Index with schema versioning for evolving schemas:

csharp
public sealed class EmployeeIndex : VersionedIndex<Employee>
{
    public EmployeeIndex(IElasticConfiguration configuration) 
        : base(configuration, "employees", version: 2) { }

    public override TypeMappingDescriptor<Employee> ConfigureIndexMapping(
        TypeMappingDescriptor<Employee> map)
    {
        return map
            .Dynamic(false)
            .Properties(p => p
                .SetupDefaults()
                .Keyword(f => f.Name(e => e.CompanyId))
                .Text(f => f.Name(e => e.Name).AddKeywordAndSortFields())
                .Keyword(f => f.Name(e => e.Department))  // Added in v2
            );
    }
}

Index naming:

  • Version 1: employees-v1
  • Version 2: employees-v2
  • Alias: employees (points to current version)

DailyIndex<T>

Time-series index with daily partitioning:

csharp
public sealed class LogEventIndex : DailyIndex<LogEvent>
{
    public LogEventIndex(IElasticConfiguration configuration) 
        : base(configuration, "logs", version: 1)
    {
        MaxIndexAge = TimeSpan.FromDays(90);
        DiscardExpiredIndexes = true;
    }

    public override TypeMappingDescriptor<LogEvent> ConfigureIndexMapping(
        TypeMappingDescriptor<LogEvent> map)
    {
        return map
            .Dynamic(false)
            .Properties(p => p
                .SetupDefaults()
                .Keyword(f => f.Name(e => e.Level))
                .Text(f => f.Name(e => e.Message))
            );
    }
}

Index naming:

  • logs-v1-2024.01.15
  • logs-v1-2024.01.16
  • Alias: logs (points to all indexes)

MonthlyIndex<T>

Time-series index with monthly partitioning:

csharp
public sealed class AuditLogIndex : MonthlyIndex<AuditLog>
{
    public AuditLogIndex(IElasticConfiguration configuration) 
        : base(configuration, "audit", version: 1)
    {
        MaxIndexAge = TimeSpan.FromDays(365);
        DiscardExpiredIndexes = true;
    }
}

Index naming:

  • audit-v1-2024.01
  • audit-v1-2024.02

Querying Time-Series Indexes

Index Selection vs. Document Filtering

When working with DailyIndex or MonthlyIndex, two separate mechanisms control what data is returned:

  • .Index(start, end) — selects which physical index partitions to query. Without this, all partitions are queried via the umbrella alias.
  • .DateRange(start, end, field) — filters documents within the targeted indexes by a date field value.

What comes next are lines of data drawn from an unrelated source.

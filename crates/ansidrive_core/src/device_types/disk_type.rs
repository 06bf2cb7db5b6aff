/*
    AnsiDrive

    Copyright 2024-2025 AnsiDrive contributors

    Permission is hereby granted, free of charge, to any person obtaining a
    copy of this software and associated documentation files (the “Software”),
    to deal in the Software without restriction, including without limitation
    the rights to use, copy, modify, merge, publish, distribute, sublicense,
    and/or sell copies of the Software, and to permit persons to whom the
    Software is furnished to do so, subject to the following conditions:

    The above copyright notice and this permission notice shall be included in
    all copies or substantial portions of the Software.

    THE SOFTWARE IS PROVIDED “AS IS”, WITHOUT WARRANTY OF ANY KIND, EXPRESS OR
    IMPLIED, INCLUDING BUT NOT LIMITED TO THE WARRANTIES OF MERCHANTABILITY,
    FITNESS FOR A PARTICULAR PURPOSE AND NONINFRINGEMENT. IN NO EVENT SHALL THE
    AUTHORS OR COPYRIGHT HOLDERS BE LIABLE FOR ANY CLAIM, DAMAGES OR OTHER
    LIABILITY, WHETHER IN AN ACTION OF CONTRACT, TORT OR OTHERWISE, ARISING
    FROM, OUT OF OR IN CONNECTION WITH THE SOFTWARE OR THE USE OR OTHER
    DEALINGS IN THE SOFTWARE.

    --------------------------------------------------------------------------

    device_types::disk_type.rs

    Geometry profiles for emulated ANSI interface drives.
*/

use lazy_static::lazy_static;
use std::fmt::{Display, Formatter};

/// Default sector size, in bytes, as formatted by the DN300 controller.
pub const DEFAULT_SECTOR_SIZE: u32 = 1056;
pub const DEFAULT_RPM: u16 = 3600;

#[derive(
    Copy,
    Clone,
    Debug,
    Default,
    PartialEq,
    Eq,
    Hash,
    strum_macros::EnumString,
    strum_macros::Display,
    strum_macros::EnumIter,
)]
#[strum(ascii_case_insensitive)]
pub enum AnsiDiskPreset {
    #[default]
    #[strum(serialize = "PRIAM_7050")]
    Priam7050,
    #[strum(serialize = "PRIAM_3450")]
    Priam3450,
}

#[derive(Clone, Debug, PartialEq, Eq)]
pub struct AnsiDiskType {
    pub model_id: u16,
    pub cylinders: u16,
    pub heads: u8,
    pub sectors: u16,
    pub sector_size: u32,
    pub rpm: u16,
    pub landing_zone: u16,
    pub desc: String,
}

lazy_static! {
    static ref ANSI_DISK_TYPES: [AnsiDiskType; 2] = [
        AnsiDiskType {
            model_id: 0x105,
            cylinders: 1049,
            heads: 5,
            sectors: 12,
            sector_size: DEFAULT_SECTOR_SIZE,
            rpm: DEFAULT_RPM,
            landing_zone: 1048,
            desc: "PRIAM 7050 (66MB)".to_string(),
        },
        AnsiDiskType {
            model_id: 0x104,
            cylinders: 525,
            heads: 5,
            sectors: 12,
            sector_size: DEFAULT_SECTOR_SIZE,
            rpm: DEFAULT_RPM,
            landing_zone: 524,
            desc: "PRIAM 3450 (33MB)".to_string(),
        },
    ];
}

impl From<AnsiDiskPreset> for AnsiDiskType {
    fn from(preset: AnsiDiskPreset) -> Self {
        match preset {
            AnsiDiskPreset::Priam7050 => ANSI_DISK_TYPES[0].clone(),
            AnsiDiskPreset::Priam3450 => ANSI_DISK_TYPES[1].clone(),
        }
    }
}

impl Default for AnsiDiskType {
    fn default() -> Self {
        AnsiDiskPreset::default().into()
    }
}

impl AnsiDiskType {
    pub fn bytes_per_track(&self) -> u32 {
        self.sectors as u32 * self.sector_size
    }

    pub fn total_sectors(&self) -> u64 {
        self.cylinders as u64 * self.heads as u64 * self.sectors as u64
    }

    /// Size in bytes of a flat image holding every sector of the drive.
    pub fn image_size(&self) -> u64 {
        self.total_sectors() * self.sector_size as u64
    }

    pub fn is_valid(&self) -> bool {
        self.cylinders > 0 && self.heads > 0 && self.sectors > 0 && self.sector_size > 0
    }

    /// Logical sector number of a cylinder, head, sector address. Sectors are 0-based.
    pub fn chs_to_lba(&self, c: u16, h: u8, s: u16) -> Option<u64> {
        if c >= self.cylinders || h >= self.heads || s >= self.sectors {
            return None;
        }
        Some((c as u64 * self.heads as u64 + h as u64) * self.sectors as u64 + s as u64)
    }
}

impl Display for AnsiDiskType {
    fn fmt(&self, f: &mut Formatter<'_>) -> std::fmt::Result {
        let size_in_mb = self.image_size() as f64 / 1024.0 / 1024.0;
        write!(
            f,
            "{} c:{} h:{} s:{} ss:{} ({:.1}MB)",
            self.desc, self.cylinders, self.heads, self.sectors, self.sector_size, size_in_mb
        )
    }
}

These must be set independently. DateRange alone does not narrow index selection.

csharp
var start = DateTime.UtcNow.AddDays(-7);
var end = DateTime.UtcNow;

var results = await repository.FindAsync(q => q
    .Index(start, end)                         // target only the relevant partitions
    .DateRange(start, end, e => e.CreatedUtc)  // filter documents within those partitions
);

Omitting .Index() is correct but less efficient — the query runs against all partitions and relies solely on the DateRange filter to narrow results.

Large Range Fallback

Generating an individual index name for each day or month in a very wide range would produce an excessively long list. To avoid this, .Index(start, end) falls back to the umbrella alias (which covers all partitions) when the range is too broad:

Index typeThresholdBehavior
DailyIndexRange >= 3 months, or exceeds MaxIndexAgeFalls back to alias (all partitions)
MonthlyIndexRange > 1 year, or exceeds MaxIndexAgeFalls back to alias (all partitions)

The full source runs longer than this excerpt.